Unbeknownst to many horse owners, tapeworms may be attacking their horse’s digestive system. Here they rob the horse of nutrients and can cause permanent damage to the horse’s delicate intestinal tract.

Tapeworms are more prevalent in horses than owners may realize. Results of a study has shown that tapeworm levels vary across different regions of the United States. Prevalence exceeded 95 percent in the upper Midwest. And, overall, the equine tapeworm infection level in the United States is at 54 percent.

The relationship between horses and tapeworms is cyclical. Oribatid mites are found by the thousands in pastures and are active for most of the year. As the horse grazes, it ingests mites that can be infected with tapeworm larvae. Once inside the horse, the tapeworm latches on to the wall of the intestine, matures and begins harming the horse’s digestive system. Mature tapeworms shed egg-filled body segments, which are passed through the horse in manure, and the process repeats.

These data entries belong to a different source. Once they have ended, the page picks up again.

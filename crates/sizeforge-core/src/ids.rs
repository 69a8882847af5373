//! Typed identifier for compression jobs.

use serde::{Deserialize, Serialize};
use std::fmt;
use std::str::FromStr;
use uuid::Uuid;

/// Opaque, immutable identifier assigned to a job at upload time.
#[derive(Debug, Clone, Copy, PartialEq, Eq, Hash, Serialize, Deserialize)]
#[serde(transparent)]
pub struct JobId(Uuid);

impl JobId {
    /// Create a new random ID.
    #[must_use]
    pub fn new() -> Self {
        Self(Uuid::new_v4())
    }

    /// Return the inner UUID value.
    #[must_use]
    pub fn as_uuid(&self) -> &Uuid {
        &self.0
    }
}

impl Default for JobId {
    fn default() -> Self {
        Self::new()
    }
}

impl fmt::Display for JobId {
    fn fmt(&self, f: &mut fmt::Formatter<'_>) -> fmt::Result {
        write!(f, "{}", self.0)
    }
}

impl FromStr for JobId {
    type Err = uuid::Error;

    fn from_str(s: &str) -> std::result::Result<Self, Self::Err> {
        Uuid::parse_str(s).map(Self)
    }
}

impl From<Uuid> for JobId {
    fn from(uuid: Uuid) -> Self {
        Self(uuid)
    }
}

impl From<JobId> for Uuid {
    fn from(id: JobId) -> Self {
        id.0
    }
}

“Signs of horses with a tapeworm infection are colic, lack of growth, or a dull hair coat and unthrifty appearance,” says Frank Hurtig, DVM, MBA, associate director equine medical affairs, Merial. “However, many horses may be infected with tapeworms and very few, if any, exhibit any clinical signs.”

All horses are affected by internal parasites. However, parasites do not affect all ages of horses in the same way. Some parasites are most common in young horses, while others strike older horses more often.

Egg shedding is sporadic, so detecting tapeworms in horses is difficult. Standard test, such as fecal floatation, only rarely reveal their presence.

The best treatment for tapeworms in horses is the use of dewormer. “Horses should be dewormed every eight weeks and treated for tapeworms at least twice a year, especially in the spring and fall,” Hurtig explains.